Right. Because at the point when most of the people who were around during that period of time, in some way involved in that historical moment, are gone or going, it's good to stop trying to figure out what it meant. Surely by now we've figured every single thing there is to understand about those events. And surely, therefore, a film that might in fact be seeking some prestige can be nothing but that, a prestige-seeking artifact, rather than another story that tries, in a flawed way, certainly, but tries nonetheless, to imagine what it might be like to grow up in the generation after the Holocaust, in Germany, surrounded by people who aren't all that interested in talking about any of it. That project would be a specious one, because there are too many Holocaust movies.

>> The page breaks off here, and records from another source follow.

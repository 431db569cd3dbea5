pub mod commands;
pub mod directory;
pub mod http;
pub mod memory;
pub mod model;
pub mod setters;
pub mod steps;
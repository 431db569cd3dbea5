//! The provisioning step seam: what a task actually does.
//!
//! Steps are opaque to the runner. Because independent invocations may
//! provision overlapping resources concurrently and the core provides no
//! cross-invocation locking, a step must tolerate the resource it creates
//! already existing.

use crate::context::CommandContext;
use crate::error::Result;
use crate::session::Session;
use async_trait::async_trait;
use std::collections::BTreeMap;

/// Everything a step gets to see: the invoking identity and the fully
/// resolved parameter values of its command.
#[derive(Debug, Clone)]
pub struct StepContext {
    pub user: String,
    pub channel: String,
    pub params: BTreeMap<String, String>,
}

impl StepContext {
    pub fn new(
        user: impl Into<String>,
        channel: impl Into<String>,
        params: BTreeMap<String, String>,
    ) -> Self {
        Self {
            user: user.into(),
            channel: channel.into(),
            params,
        }
    }

    /// The context a command body hands its task list: invoking identity plus
    /// the fully resolved parameter values.
    pub fn for_invocation(ctx: &CommandContext, session: &Session) -> Self {
        Self {
            user: ctx.user.clone(),
            channel: ctx.channel.clone(),
            params: session.values().clone(),
        }
    }
}

#[async_trait]
pub trait ProvisioningStep: Send + Sync {
    async fn run(&self, ctx: &StepContext) -> Result<()>;
}
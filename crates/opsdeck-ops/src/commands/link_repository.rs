use crate::directory::OpsServices;
use crate::setters::{ProjectNameSetter, RepositorySlugSetter, TeamNameSetter};
use crate::steps::{AddAccessKeys, AddUserPermissions, LinkRepository as LinkRepositoryStep};
use async_trait::async_trait;
use opsdeck_core::command::Command;
use opsdeck_core::config::OpsConfig;
use opsdeck_core::context::CommandContext;
use opsdeck_core::param::{CommandSpec, ParameterSpec};
use opsdeck_core::render::ProgressRenderer;
use opsdeck_core::runner;
use opsdeck_core::session::Session;
use opsdeck_core::step::StepContext;
use opsdeck_core::task::TaskList;
use opsdeck_core::{OpsError, Result};
use std::sync::Arc;
use tracing::info;

/// Attach one of a project's source repositories to the project and wire up
/// access for the owning team.
pub struct LinkRepository {
    spec: CommandSpec,
    services: OpsServices,
}

impl LinkRepository {
    pub fn new(config: &OpsConfig, services: OpsServices) -> Self {
        let spec = CommandSpec::new("link-repository", "Link a source repository to a project")
            .param(
                ParameterSpec::new("teamName", "Please select the team that owns the project")
                    .order(0)
                    .setter(Arc::new(TeamNameSetter::new(services.teams.clone()))),
            )
            .param(
                ParameterSpec::new("projectName", "Please select the project to link into")
                    .order(1)
                    .setter(Arc::new(ProjectNameSetter::new(services.projects.clone()))),
            )
            .param(
                ParameterSpec::new("repositorySlug", "Please select the repository to link")
                    .order(2)
                    .setter(Arc::new(RepositorySlugSetter::new(
                        services.projects.clone(),
                        services.repos.clone(),
                        config.command_prefix.clone(),
                    ))),
            );

        Self { spec, services }
    }
}

#[async_trait]
impl Command for LinkRepository {
    fn spec(&self) -> &CommandSpec {
        &self.spec
    }

    async fn run(
        &self,
        ctx: &CommandContext,
        session: &Session,
        renderer: &dyn ProgressRenderer,
    ) -> Result<String> {
        let team_name = session.require("teamName")?;
        let project_name = session.require("projectName")?;
        let slug = session.require("repositorySlug")?;
        info!(user = %ctx.user, project = %project_name, slug = %slug, "linking repository");

        let team = self
            .services
            .teams
            .team_by_name(team_name)
            .await?
            .ok_or_else(|| OpsError::Service(format!("team '{team_name}' not found")))?;
        let project = self
            .services
            .projects
            .project_by_name(project_name)
            .await?
            .ok_or_else(|| OpsError::Service(format!("project '{project_name}' not found")))?;
        let source = project.source_project.ok_or_else(|| {
            OpsError::Service(format!(
                "project '{project_name}' has no associated source project"
            ))
        })?;

        let provisioner = &self.services.provisioner;

        let mut list = TaskList::new(format!("Link repository {slug}"));
        list.add_header(format!("Link repository {slug} to {project_name}"));
        list.add_step(
            "Link repository to project",
            LinkRepositoryStep::new(provisioner.clone(), project_name, slug),
        );
        list.add_step(
            "Add access keys to source project",
            AddAccessKeys::new(provisioner.clone(), &source.key),
        );
        list.add_step(
            "Add user permissions to source project",
            AddUserPermissions::new(
                provisioner.clone(),
                &source.key,
                team.owners.clone(),
                team.members.clone(),
            ),
        );

        runner::execute(&mut list, &StepContext::for_invocation(ctx, session), renderer).await?;

        Ok(format!(
            "Repository *{slug}* is now linked to project *{project_name}*."
        ))
    }
}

Smug, snarky movie reviewers, so so cynical . . . they make me so mad.
Just this week, I read a reconsideration of Waterworld. Did any of you see this movie? I sure did, and I wondered about that one, too--why there was so very much hate of it when I thought it was actually kind of cool and certainly interesting. Well, now it turns out that the film may have been an eco-parable, ahead of its time. So what if Kevin Costner was full of himself back then? Isn't every artist (yes, I said artist) kind of full of him or herself sometimes? If they weren't no one would ever make a thing--you have to trust me on this.
Ditto Ishtar. I saw that movie later, after the burnings-in-effigy were over, and I laughed. What the hell?

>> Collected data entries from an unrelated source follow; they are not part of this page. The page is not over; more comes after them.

use serde::{Deserialize, Serialize};
use std::collections::BTreeMap;

/// The inbound side of one conversational turn: the command being addressed,
/// the identity of whoever triggered it, and a flat name→value mapping of
/// everything the request carried (mapped parameters, round-tripped values,
/// and the user's latest answer). No other structure is assumed.
#[derive(Debug, Clone, Serialize, Deserialize)]
pub struct CommandContext {
    pub command: String,
    pub user: String,
    pub channel: String,
    #[serde(default)]
    pub values: BTreeMap<String, String>,
}

impl CommandContext {
    pub fn new(
        command: impl Into<String>,
        user: impl Into<String>,
        channel: impl Into<String>,
    ) -> Self {
        Self {
            command: command.into(),
            user: user.into(),
            channel: channel.into(),
            values: BTreeMap::new(),
        }
    }

    pub fn with_value(mut self, name: impl Into<String>, value: impl Into<String>) -> Self {
        self.values.insert(name.into(), value.into());
        self
    }

    /// The follow-up turn for a round-tripped prompt: same identity, values
    /// replaced by the carried payload plus the user's answer.
    pub fn next_turn(&self, carried: BTreeMap<String, String>) -> Self {
        Self {
            command: self.command.clone(),
            user: self.user.clone(),
            channel: self.channel.clone(),
            values: carried,
        }
    }
}
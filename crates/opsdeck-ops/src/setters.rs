//! Parameter setters: the pure lookups behind recursive resolution.
//!
//! Each setter answers one question — "what could this parameter be?" — by
//! querying a directory. They never mutate anything. The resolver applies
//! the zero/one/many rules on top of what they return.

use crate::directory::{ProjectDirectory, RepoDirectory, TeamDirectory};
use async_trait::async_trait;
use opsdeck_core::context::CommandContext;
use opsdeck_core::param::{ParameterSetter, SetterOutcome};
use opsdeck_core::prompt::Choice;
use opsdeck_core::session::Session;
use opsdeck_core::{OpsError, Result};
use std::sync::Arc;
use tracing::debug;

// ---------------------------------------------------------------------------
// CloudSetter
// ---------------------------------------------------------------------------

/// Clouds come from configuration, not a directory. A single configured
/// cloud resolves without the user ever seeing the question.
pub struct CloudSetter {
    clouds: Vec<String>,
}

impl CloudSetter {
    pub fn new(clouds: Vec<String>) -> Self {
        Self { clouds }
    }
}

#[async_trait]
impl ParameterSetter for CloudSetter {
    async fn resolve(&self, _ctx: &CommandContext, _session: &Session) -> Result<SetterOutcome> {
        Ok(SetterOutcome::Choices(
            self.clouds.iter().map(Choice::plain).collect(),
        ))
    }
}

// ---------------------------------------------------------------------------
// TeamNameSetter
// ---------------------------------------------------------------------------

/// Resolves the acting team: a team-mapped channel short-circuits the
/// question entirely; otherwise the user picks from their own teams.
pub struct TeamNameSetter {
    teams: Arc<dyn TeamDirectory>,
}

impl TeamNameSetter {
    pub fn new(teams: Arc<dyn TeamDirectory>) -> Self {
        Self { teams }
    }
}

#[async_trait]
impl ParameterSetter for TeamNameSetter {
    async fn resolve(&self, ctx: &CommandContext, _session: &Session) -> Result<SetterOutcome> {
        if let Some(team) = self.teams.team_for_channel(&ctx.channel).await? {
            debug!(channel = %ctx.channel, team = %team.name, "channel is team-mapped");
            return Ok(SetterOutcome::Value(team.name));
        }

        let teams = self.teams.teams_for_member(&ctx.user).await?;
        Ok(SetterOutcome::Choices(
            teams.into_iter().map(|t| Choice::plain(t.name)).collect(),
        ))
    }
}

// ---------------------------------------------------------------------------
// ProjectNameSetter
// ---------------------------------------------------------------------------

/// Lists the projects of the already-resolved team. Declared with a higher
/// order than the team parameter, so the team is always known by the time
/// this runs.
pub struct ProjectNameSetter {
    projects: Arc<dyn ProjectDirectory>,
}

impl ProjectNameSetter {
    pub fn new(projects: Arc<dyn ProjectDirectory>) -> Self {
        Self { projects }
    }
}

#[async_trait]
impl ParameterSetter for ProjectNameSetter {
    async fn resolve(&self, _ctx: &CommandContext, session: &Session) -> Result<SetterOutcome> {
        let team_name = session.require("teamName")?;
        let projects = self.projects.projects_for_team(team_name).await?;
        Ok(SetterOutcome::Choices(
            projects
                .into_iter()
                .map(|p| Choice::plain(p.name))
                .collect(),
        ))
    }
}

// ---------------------------------------------------------------------------
// RepositorySlugSetter
// ---------------------------------------------------------------------------

/// Lists the repositories of the resolved project's source project. A
/// project without a linked source project cannot offer repositories — that
/// is user guidance, not an empty menu.
pub struct RepositorySlugSetter {
    projects: Arc<dyn ProjectDirectory>,
    repos: Arc<dyn RepoDirectory>,
    command_prefix: String,
}

impl RepositorySlugSetter {
    pub fn new(
        projects: Arc<dyn ProjectDirectory>,
        repos: Arc<dyn RepoDirectory>,
        command_prefix: impl Into<String>,
    ) -> Self {
        Self {
            projects,
            repos,
            command_prefix: command_prefix.into(),
        }
    }
}

#[async_trait]
impl ParameterSetter for RepositorySlugSetter {
    async fn resolve(&self, _ctx: &CommandContext, session: &Session) -> Result<SetterOutcome> {
        let project_name = session.require("projectName")?;
        let project = self
            .projects
            .project_by_name(project_name)
            .await?
            .ok_or_else(|| OpsError::Service(format!("project '{project_name}' not found")))?;

        let source = project.source_project.ok_or_else(|| {
            OpsError::Service(format!(
                "project '{project_name}' has no associated source project; \
                 run `{} create project` to provision one first",
                self.command_prefix
            ))
        })?;

        let repos = self.repos.repositories_for_source_project(&source.key).await?;
        debug!(project = %project_name, source = %source.key, count = repos.len(), "listed repositories");
        Ok(SetterOutcome::Choices(
            repos
                .into_iter()
                .map(|r| Choice::new(r.slug, r.name))
                .collect(),
        ))
    }
}

// ---------------------------------------------------------------------------
// Tests
// ---------------------------------------------------------------------------

#[cfg(test)]
mod tests {
    use super::*;
    use crate::memory::InMemoryDirectory;
    use crate::model::{Project, Repository, SourceProject, Team};

    fn team(name: &str, channel: Option<&str>, member: &str) -> Team {
        Team {
            team_id: format!("id-{name}"),
            name: name.to_string(),
            description: String::new(),
            cloud: "community".to_string(),
            channel: channel.map(str::to_string),
            owners: vec![member.to_string()],
            members: Vec::new(),
        }
    }

    fn ctx() -> CommandContext {
        CommandContext::new("link-repository", "U1", "C1")
    }

    #[tokio::test]
    async fn channel_mapped_team_short_circuits() {
        let directory =
            Arc::new(InMemoryDirectory::new().with_team(team("alpha", Some("C1"), "U1")));
        let setter = TeamNameSetter::new(directory);

        let outcome = setter.resolve(&ctx(), &Session::new("x")).await.unwrap();
        assert_eq!(outcome, SetterOutcome::Value("alpha".to_string()));
    }

    #[tokio::test]
    async fn unmapped_channel_lists_member_teams() {
        let directory = Arc::new(
            InMemoryDirectory::new()
                .with_team(team("alpha", None, "U1"))
                .with_team(team("beta", None, "U1"))
                .with_team(team("other", None, "U2")),
        );
        let setter = TeamNameSetter::new(directory);

        match setter.resolve(&ctx(), &Session::new("x")).await.unwrap() {
            SetterOutcome::Choices(choices) => {
                let names: Vec<&str> = choices.iter().map(|c| c.value.as_str()).collect();
                assert_eq!(names, vec!["alpha", "beta"]);
            }
            other => panic!("expected choices, got {other:?}"),
        }
    }

    #[tokio::test]
    async fn project_setter_requires_resolved_team() {
        let directory = Arc::new(InMemoryDirectory::new());
        let setter = ProjectNameSetter::new(directory);

        let err = setter.resolve(&ctx(), &Session::new("x")).await.unwrap_err();
        assert!(matches!(err, OpsError::AmbiguousState(_)));
    }

    #[tokio::test]
    async fn repository_setter_guides_when_source_project_missing() {
        let directory = Arc::new(InMemoryDirectory::new().with_project(Project {
            project_id: "p1".to_string(),
            name: "web".to_string(),
            description: String::new(),
            team_name: "alpha".to_string(),
            source_project: None,
        }));
        let setter = RepositorySlugSetter::new(directory.clone(), directory, "ops");

        let mut session = Session::new("link-repository");
        session.set("projectName", "web".to_string());

        let err = setter.resolve(&ctx(), &session).await.unwrap_err();
        assert!(err.to_string().contains("no associated source project"));
    }

    #[tokio::test]
    async fn repository_setter_lists_source_repos() {
        let directory = Arc::new(
            InMemoryDirectory::new()
                .with_project(Project {
                    project_id: "p1".to_string(),
                    name: "web".to_string(),
                    description: String::new(),
                    team_name: "alpha".to_string(),
                    source_project: Some(SourceProject {
                        key: "WEB".to_string(),
                        name: "web".to_string(),
                    }),
                })
                .with_repositories(
                    "WEB",
                    vec![
                        Repository {
                            slug: "web-api".to_string(),
                            name: "Web API".to_string(),
                        },
                        Repository {
                            slug: "web-ui".to_string(),
                            name: "Web UI".to_string(),
                        },
                    ],
                ),
        );
        let setter = RepositorySlugSetter::new(directory.clone(), directory, "ops");

        let mut session = Session::new("link-repository");
        session.set("projectName", "web".to_string());

        match setter.resolve(&ctx(), &session).await.unwrap() {
            SetterOutcome::Choices(choices) => {
                assert_eq!(choices[0].value, "web-api");
                assert_eq!(choices[0].label, "Web API");
                assert_eq!(choices.len(), 2);
            }
            other => panic!("expected choices, got {other:?}"),
        }
    }
}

Finally, let me say that I checked in, as I do from time to time, to Joshua Clover's blog, jane dark's sugarhigh! He may be a smarty-pants extraordinaire--but he did admirable critical work in this post on Che, and this post on the SF MOMA. Also, this post, where he discusses M.I.A.'s song "Paper Planes" in a way that completely altered how I understood the song. (If you dig around a little, you can find high snark passing as film criticism--but it's pretty good snark: he suggests that The Curious Case of Benjamin Button is really Meet Joe Blackward. Ha.)

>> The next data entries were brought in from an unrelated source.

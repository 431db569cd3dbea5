use crate::error::Result;
use serde::{Deserialize, Serialize};
use std::path::Path;

// ---------------------------------------------------------------------------
// ConfigWarning / WarnLevel
// ---------------------------------------------------------------------------

#[derive(Debug, Clone, Serialize, Deserialize)]
pub struct ConfigWarning {
    pub level: WarnLevel,
    pub message: String,
}

#[derive(Debug, Clone, PartialEq, Serialize, Deserialize)]
#[serde(rename_all = "snake_case")]
pub enum WarnLevel {
    Warning,
    Error,
}

// ---------------------------------------------------------------------------
// ServiceConfig
// ---------------------------------------------------------------------------

#[derive(Debug, Clone, Serialize, Deserialize)]
pub struct ServiceConfig {
    #[serde(default = "default_base_url")]
    pub base_url: String,
    #[serde(default)]
    pub token: Option<String>,
}

fn default_base_url() -> String {
    "http://localhost:8080".to_string()
}

impl Default for ServiceConfig {
    fn default() -> Self {
        Self {
            base_url: default_base_url(),
            token: None,
        }
    }
}

// ---------------------------------------------------------------------------
// EnvironmentConfig
// ---------------------------------------------------------------------------

#[derive(Debug, Clone, PartialEq, Serialize, Deserialize)]
pub struct EnvironmentConfig {
    pub id: String,
    pub label: String,
    /// Environments flagged as prod are only created by `provision-prod`.
    #[serde(default)]
    pub prod: bool,
}

fn default_environments() -> Vec<EnvironmentConfig> {
    vec![
        EnvironmentConfig {
            id: "dev".to_string(),
            label: "Development".to_string(),
            prod: false,
        },
        EnvironmentConfig {
            id: "sit".to_string(),
            label: "Integration".to_string(),
            prod: false,
        },
        EnvironmentConfig {
            id: "uat".to_string(),
            label: "User Acceptance".to_string(),
            prod: false,
        },
        EnvironmentConfig {
            id: "prod".to_string(),
            label: "Production".to_string(),
            prod: true,
        },
    ]
}

// ---------------------------------------------------------------------------
// OpsConfig
// ---------------------------------------------------------------------------

/// Process-wide configuration, loaded once at startup and threaded explicitly
/// into every constructor that needs it. Nothing reads config ambiently.
#[derive(Debug, Clone, Serialize, Deserialize)]
pub struct OpsConfig {
    /// Prefix users type to address the console (e.g. "ops create team").
    #[serde(default = "default_command_prefix")]
    pub command_prefix: String,

    #[serde(default)]
    pub services: ServiceConfig,

    /// Clouds a team may be placed on. A single entry resolves without
    /// prompting.
    #[serde(default = "default_clouds")]
    pub clouds: Vec<String>,

    #[serde(default = "default_environments")]
    pub environments: Vec<EnvironmentConfig>,
}

fn default_command_prefix() -> String {
    "ops".to_string()
}

fn default_clouds() -> Vec<String> {
    vec!["community".to_string()]
}

impl Default for OpsConfig {
    fn default() -> Self {
        Self {
            command_prefix: default_command_prefix(),
            services: ServiceConfig::default(),
            clouds: default_clouds(),
            environments: default_environments(),
        }
    }
}

impl OpsConfig {
    pub fn load(path: &Path) -> Result<Self> {
        let raw = std::fs::read_to_string(path)?;
        let config: OpsConfig = serde_yaml::from_str(&raw)?;
        Ok(config)
    }

    /// Non-fatal sanity checks, reported rather than enforced.
    pub fn validate(&self) -> Vec<ConfigWarning> {
        let mut warnings = Vec::new();

        if self.clouds.is_empty() {
            warnings.push(ConfigWarning {
                level: WarnLevel::Error,
                message: "no clouds configured: team creation cannot resolve a cloud"
                    .to_string(),
            });
        }
        if self.environments.is_empty() {
            warnings.push(ConfigWarning {
                level: WarnLevel::Warning,
                message: "no environments configured: project provisioning creates none"
                    .to_string(),
            });
        }
        if !self.services.base_url.starts_with("http") {
            warnings.push(ConfigWarning {
                level: WarnLevel::Error,
                message: format!(
                    "services.base_url '{}' is not an http(s) URL",
                    self.services.base_url
                ),
            });
        }
        let mut seen = std::collections::HashSet::new();
        for env in &self.environments {
            if !seen.insert(env.id.as_str()) {
                warnings.push(ConfigWarning {
                    level: WarnLevel::Error,
                    message: format!("duplicate environment id '{}'", env.id),
                });
            }
        }

        warnings
    }

    pub fn prod_environments(&self) -> impl Iterator<Item = &EnvironmentConfig> {
        self.environments.iter().filter(|e| e.prod)
    }

    pub fn nonprod_environments(&self) -> impl Iterator<Item = &EnvironmentConfig> {
        self.environments.iter().filter(|e| !e.prod)
    }
}

// ---------------------------------------------------------------------------
// Tests
// ---------------------------------------------------------------------------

Basically, what I really want in a critic--and maybe that's the difference: who are the actual critics, as distinct from reviewers?--is someone who will help me be more thoughtful about what I am seeing, what I have seen, or what I am about to see, or hear, or view. Someone who might take just a moment to give a film more than a passing thought. Someone who might let the ideas of the film play in the mind long enough to hear what it has to say. And maybe a movie reviewer doesn't have time to do this. But I hope there are critics who can and who will.